Before we can begin, we need establish some foundations with respect to the calculations of expectations. The expectation of a function $f(x)$ with respect to some PDF $p(x)$ is expressed as follows:

\[\mathbb{E}[f(x)]_{p(x)}=\int f(x)p(x)dx\]

In words, the expectation gives us the expected value of $f(x)$ if we assume that the random variable $x$ follows the PDF $p(x)$. A simple example is the expectation of random variable $x$ that follows a Normal distribution:

\[\mathbb{E}[x]_{\mathcal{N}(x|\mu,\tau^{-1})}=\int x\mathcal{N}(x|\mu,\tau^{-1})dx=\mu\]

In words, we expect a random variable $x$ to take the value of the mean $\mu$ if $x$ follows a Normal distribution. As we have seen before, the expectation of a Gamma distribution is:

\[\mathbb{E}[x]_{\mathcal{Ga}(x|a,b)}=\int x\mathcal{Ga}(x|a,b)dx=\frac{a}{b}\]

A few more expectations that we will need to know are:

\[\mathbb{E}[x^2]_{\mathcal{N}(x|\mu,\tau^{-1})}=\mu^2+\frac{1}{\tau},\] \[\mathbb{E}[\log x]_{\mathcal{Ga}(x|a,b)}=\psi(a)-\log b,\]
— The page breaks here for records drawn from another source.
//! Custom Resource Definitions for autobucket

mod bucket;

pub use bucket::{Bucket, BucketCloud, BucketSpec, BucketStatus, OnDeletePolicy};
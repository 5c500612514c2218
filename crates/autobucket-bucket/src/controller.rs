//! Bucket controller implementation
//!
//! Each reconcile re-reads the Bucket, asks [`plan`] for one step, and
//! performs it. The cloud adapter call is the only side effect outside the
//! Kubernetes API. Every store write carries the resourceVersion that was
//! read, so a stale pass fails with a conflict instead of overwriting newer
//! state.

use std::sync::Arc;
use std::time::Duration;

use async_trait::async_trait;
use chrono::{SecondsFormat, Utc};
use kube::api::{Api, Patch, PatchParams};
use kube::runtime::controller::Action;
use kube::runtime::events::EventType;
use kube::{Client, Resource, ResourceExt};
use tracing::{debug, error, info, instrument, warn};

#[cfg(test)]
use mockall::automock;

use autobucket_common::backoff::ReconcileBackoff;
use autobucket_common::crd::{Bucket, BucketCloud};
use autobucket_common::events::{actions, reasons, EventPublisher, KubeEventPublisher};
use autobucket_common::finalizers::FinalizerSet;
use autobucket_common::metrics::{self, AdapterOperation, ReconcileTimer};
use autobucket_common::{Error, BUCKET_FINALIZER, FIELD_MANAGER};
use autobucket_storage::{CloudAdapters, CloudStorageAdapter};

use crate::state::{plan, LifecycleState, LifecycleStep};

/// Name reported on Events and metrics
pub const CONTROLLER_NAME: &str = "autobucket-bucket-controller";

/// Kubernetes operations the bucket controller needs
#[cfg_attr(test, automock)]
#[async_trait]
pub trait BucketClient: Send + Sync {
    /// Read a Bucket; None if it does not exist
    async fn get_bucket(&self, namespace: &str, name: &str) -> Result<Option<Bucket>, Error>;

    /// Replace the finalizer list, conditional on the Bucket's resourceVersion
    async fn patch_finalizers(&self, bucket: &Bucket, finalizers: Vec<String>)
        -> Result<(), Error>;

    /// Set `status.createdAt`, conditional on the Bucket's resourceVersion
    async fn patch_created_at(&self, bucket: &Bucket, created_at: &str) -> Result<(), Error>;
}

/// [`BucketClient`] backed by the API server
pub struct BucketClientImpl {
    client: Client,
}

impl BucketClientImpl {
    /// Wrap a kube client
    pub fn new(client: Client) -> Self {
        Self { client }
    }

    fn api(&self, bucket: &Bucket) -> Result<(Api<Bucket>, String), Error> {
        let name = bucket.name_any();
        let namespace = bucket
            .namespace()
            .ok_or_else(|| Error::validation_for(&name, "bucket has no namespace"))?;
        Ok((Api::namespaced(self.client.clone(), &namespace), name))
    }
}

#[async_trait]
impl BucketClient for BucketClientImpl {
    async fn get_bucket(&self, namespace: &str, name: &str) -> Result<Option<Bucket>, Error> {
        let api: Api<Bucket> = Api::namespaced(self.client.clone(), namespace);
        Ok(api.get_opt(name).await?)
    }

    async fn patch_finalizers(
        &self,
        bucket: &Bucket,
        finalizers: Vec<String>,
    ) -> Result<(), Error> {
        let (api, name) = self.api(bucket)?;
        let patch = serde_json::json!({
            "metadata": {
                "resourceVersion": bucket.resource_version(),
                "finalizers": finalizers,
            }
        });
        api.patch(&name, &PatchParams::apply(FIELD_MANAGER), &Patch::Merge(&patch))
            .await
            .map_err(|e| Error::kube_for(&name, e))?;
        Ok(())
    }

    async fn patch_created_at(&self, bucket: &Bucket, created_at: &str) -> Result<(), Error> {
        let (api, name) = self.api(bucket)?;
        let patch = serde_json::json!({
            "metadata": { "resourceVersion": bucket.resource_version() },
            "status": { "createdAt": created_at },
        });
        api.patch_status(&name, &PatchParams::apply(FIELD_MANAGER), &Patch::Merge(&patch))
            .await
            .map_err(|e| Error::kube_for(&name, e))?;
        Ok(())
    }
}

/// Shared state for every bucket reconcile
pub struct Context {
    /// Kubernetes access
    pub kube: Arc<dyn BucketClient>,
    /// Storage adapters by cloud
    pub adapters: CloudAdapters,
    /// Event sink
    pub events: Arc<dyn EventPublisher>,
    /// Per-object retry delays
    pub backoff: ReconcileBackoff,
}

impl Context {
    /// Production context
    pub fn new(client: Client, adapters: CloudAdapters) -> Self {
        Self {
            kube: Arc::new(BucketClientImpl::new(client.clone())),
            adapters,
            events: Arc::new(KubeEventPublisher::new(client, CONTROLLER_NAME)),
            backoff: ReconcileBackoff::new(),
        }
    }

    /// Context with injected collaborators
    #[cfg(test)]
    pub fn for_testing(
        kube: Arc<dyn BucketClient>,
        adapters: CloudAdapters,
        events: Arc<dyn EventPublisher>,
    ) -> Self {
        Self {
            kube,
            adapters,
            events,
            backoff: ReconcileBackoff::new(),
        }
    }
}

fn object_key(bucket: &Bucket) -> String {
    format!(
        "{}/{}",
        bucket.namespace().unwrap_or_default(),
        bucket.name_any()
    )
}

/// Reconcile one Bucket
#[instrument(
    skip(bucket, ctx),
    fields(bucket = %bucket.name_any(), namespace = ?bucket.namespace())
)]
pub async fn reconcile(bucket: Arc<Bucket>, ctx: Arc<Context>) -> Result<Action, Error> {
    let timer = ReconcileTimer::start("bucket");
    match reconcile_bucket(&bucket, &ctx).await {
        Ok(action) => {
            ctx.backoff.reset(&object_key(&bucket));
            timer.success();
            Ok(action)
        }
        Err(e) => {
            timer.error(e.kind());
            Err(e)
        }
    }
}

async fn reconcile_bucket(bucket: &Bucket, ctx: &Context) -> Result<Action, Error> {
    let name = bucket.name_any();
    let namespace = bucket
        .namespace()
        .ok_or_else(|| Error::validation_for(&name, "bucket has no namespace"))?;

    let current = ctx.kube.get_bucket(&namespace, &name).await?;
    let state = LifecycleState::observe(current.as_ref());
    let step = plan(current.as_ref());
    debug!(state = state.as_str(), ?step, "planned");

    let Some(current) = current else {
        debug!("bucket no longer exists");
        return Ok(Action::await_change());
    };

    match step {
        LifecycleStep::Done | LifecycleStep::Steady => Ok(Action::await_change()),
        LifecycleStep::AddFinalizer => add_finalizer(&current, ctx).await,
        LifecycleStep::Create { cloud, full_name } => {
            create_cloud_bucket(&current, ctx, &cloud, &full_name).await
        }
        LifecycleStep::Destroy { cloud, full_name } => {
            destroy_cloud_bucket(&current, ctx, &cloud, &full_name).await
        }
        LifecycleStep::Retain => {
            release_finalizer(&current, ctx).await?;
            info!(full_name = %current.spec.full_name, "Finalizer released, cloud bucket retained");
            publish(
                ctx,
                &current,
                EventType::Normal,
                reasons::BUCKET_RETAINED,
                actions::FINALIZE,
                format!("cloud bucket {} left in place", current.spec.full_name),
            )
            .await;
            Ok(Action::await_change())
        }
    }
}

async fn add_finalizer(bucket: &Bucket, ctx: &Context) -> Result<Action, Error> {
    let mut finalizers = FinalizerSet::from_meta(&bucket.metadata);
    finalizers.add(BUCKET_FINALIZER);
    ctx.kube
        .patch_finalizers(bucket, finalizers.into_vec())
        .await?;

    info!("Finalizer added");
    publish(
        ctx,
        bucket,
        EventType::Normal,
        reasons::FINALIZER_ADDED,
        actions::FINALIZE,
        format!("added {BUCKET_FINALIZER}"),
    )
    .await;
    Ok(Action::requeue(Duration::ZERO))
}

async fn release_finalizer(bucket: &Bucket, ctx: &Context) -> Result<(), Error> {
    let mut finalizers = FinalizerSet::from_meta(&bucket.metadata);
    if finalizers.remove(BUCKET_FINALIZER) {
        ctx.kube
            .patch_finalizers(bucket, finalizers.into_vec())
            .await?;
    }
    Ok(())
}

/// Adapter for `cloud`, or a Warning event and None if there is none
async fn adapter_for(
    bucket: &Bucket,
    ctx: &Context,
    cloud: &BucketCloud,
    action: &str,
) -> Option<Arc<dyn CloudStorageAdapter>> {
    if let Some(adapter) = ctx.adapters.get(cloud) {
        return Some(adapter);
    }
    let err = Error::unrecognized_cloud(bucket.name_any(), cloud.as_str());
    warn!(cloud = %cloud, error = %err, "No storage adapter for cloud, skipping");
    publish(
        ctx,
        bucket,
        EventType::Warning,
        reasons::UNRECOGNIZED_CLOUD,
        action,
        format!("cloud {:?} is not supported", cloud.as_str()),
    )
    .await;
    None
}

async fn create_cloud_bucket(
    bucket: &Bucket,
    ctx: &Context,
    cloud: &BucketCloud,
    full_name: &str,
) -> Result<Action, Error> {
    let Some(adapter) = adapter_for(bucket, ctx, cloud, actions::CREATE).await else {
        return Ok(Action::await_change());
    };

    if let Err(e) = adapter.create_bucket(full_name).await {
        metrics::record_adapter_operation(cloud.as_str(), AdapterOperation::Create, false);
        let err = Error::adapter(cloud.as_str(), full_name, e.to_string());
        publish(
            ctx,
            bucket,
            EventType::Warning,
            reasons::BUCKET_CREATE_FAILED,
            actions::CREATE,
            err.to_string(),
        )
        .await;
        return Err(err);
    }
    metrics::record_adapter_operation(cloud.as_str(), AdapterOperation::Create, true);

    let created_at = Utc::now().to_rfc3339_opts(SecondsFormat::Secs, true);
    ctx.kube.patch_created_at(bucket, &created_at).await?;

    info!(%full_name, %created_at, "Cloud bucket created");
    publish(
        ctx,
        bucket,
        EventType::Normal,
        reasons::BUCKET_CREATED,
        actions::CREATE,
        format!("created {cloud} bucket {full_name}"),
    )
    .await;
    Ok(Action::requeue(Duration::ZERO))
}

async fn destroy_cloud_bucket(
    bucket: &Bucket,
    ctx: &Context,
    cloud: &BucketCloud,
    full_name: &str,
) -> Result<Action, Error> {
    // Finalizer stays: never drop a cloud bucket we could not delete
    let Some(adapter) = adapter_for(bucket, ctx, cloud, actions::DELETE).await else {
        return Ok(Action::await_change());
    };

    if let Err(e) = adapter.delete_bucket(full_name).await {
        metrics::record_adapter_operation(cloud.as_str(), AdapterOperation::Delete, false);
        let err = Error::adapter(cloud.as_str(), full_name, e.to_string());
        publish(
            ctx,
            bucket,
            EventType::Warning,
            reasons::BUCKET_DELETE_FAILED,
            actions::DELETE,
            err.to_string(),
        )
        .await;
        return Err(err);
    }
    metrics::record_adapter_operation(cloud.as_str(), AdapterOperation::Delete, true);

    release_finalizer(bucket, ctx).await?;
    info!(%full_name, "Cloud bucket destroyed, finalizer released");
    publish(
        ctx,
        bucket,
        EventType::Normal,
        reasons::BUCKET_DELETED,
        actions::DELETE,
        format!("deleted {cloud} bucket {full_name}"),
    )
    .await;
    Ok(Action::await_change())
}

async fn publish(
    ctx: &Context,
    bucket: &Bucket,
    type_: EventType,
    reason: &str,
    action: &str,
    note: String,
) {
    ctx.events
        .publish(&bucket.object_ref(&()), type_, reason, action, Some(note))
        .await;
}

/// Requeue policy for failed reconciles
///
/// Transient failures back off per object; anything else waits for the
/// object to change.
pub fn error_policy(bucket: Arc<Bucket>, error: &Error, ctx: Arc<Context>) -> Action {
    let key = object_key(&bucket);
    if error.is_retryable() {
        let delay = ctx.backoff.next_delay(&key);
        warn!(
            bucket = %key,
            error = %error,
            retry_in_ms = delay.as_millis() as u64,
            "Bucket reconcile failed, retrying"
        );
        Action::requeue(delay)
    } else {
        error!(bucket = %key, error = %error, "Bucket reconcile failed permanently");
        Action::await_change()
    }
}
//! Per-object requeue backoff for failed reconciles
//!
//! Each object key gets its own failure count. The delay doubles per
//! consecutive failure from [`BASE_DELAY`] up to [`MAX_DELAY`], with jitter of
//! 0.5x to 1.5x so objects failing together do not retry in lockstep. A
//! successful reconcile resets the key.

use std::time::Duration;

use dashmap::DashMap;
use rand::Rng;

/// Delay after the first failure
pub const BASE_DELAY: Duration = Duration::from_secs(1);

/// Upper bound on the un-jittered delay
pub const MAX_DELAY: Duration = Duration::from_secs(300);

/// Failure counts keyed by `namespace/name`
#[derive(Debug, Default)]
pub struct ReconcileBackoff {
    failures: DashMap<String, u32>,
}

impl ReconcileBackoff {
    /// Create an empty tracker
    pub fn new() -> Self {
        Self::default()
    }

    /// Record a failure for `key` and return how long to wait before retrying
    pub fn next_delay(&self, key: &str) -> Duration {
        let attempt = {
            let mut entry = self.failures.entry(key.to_string()).or_insert(0);
            *entry = entry.saturating_add(1);
            *entry
        };
        let jitter = rand::thread_rng().gen_range(0.5..1.5);
        Duration::from_secs_f64(base_delay(attempt).as_secs_f64() * jitter)
    }

    /// Forget failures for `key`
    pub fn reset(&self, key: &str) {
        self.failures.remove(key);
    }

    /// Consecutive failures recorded for `key`
    pub fn failures(&self, key: &str) -> u32 {
        self.failures.get(key).map(|v| *v).unwrap_or(0)
    }
}

/// Un-jittered delay for the nth consecutive failure (1-based)
pub fn base_delay(attempt: u32) -> Duration {
    let exp = attempt.saturating_sub(1).min(16);
    BASE_DELAY
        .saturating_mul(1u32 << exp)
        .min(MAX_DELAY)
}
where $\psi(\cdot)$ is the Digamma function

The Variational Bayes Approach

We start by introducing the PDF $q(w,\beta)$ which we will use an approximation to the true posterior distribution $p(w,\beta|\mathcal{D})$. Next, we calculate the Kullback-Leibler divergence, between the true and approximated distributions:

\[D_{KL}(q(w,\beta)||p(w,\beta|\mathcal{D}))=\int q(w,\beta)\log\frac{q(w,\beta)}{p(w,\beta|\mathcal{D})}dwd\beta\]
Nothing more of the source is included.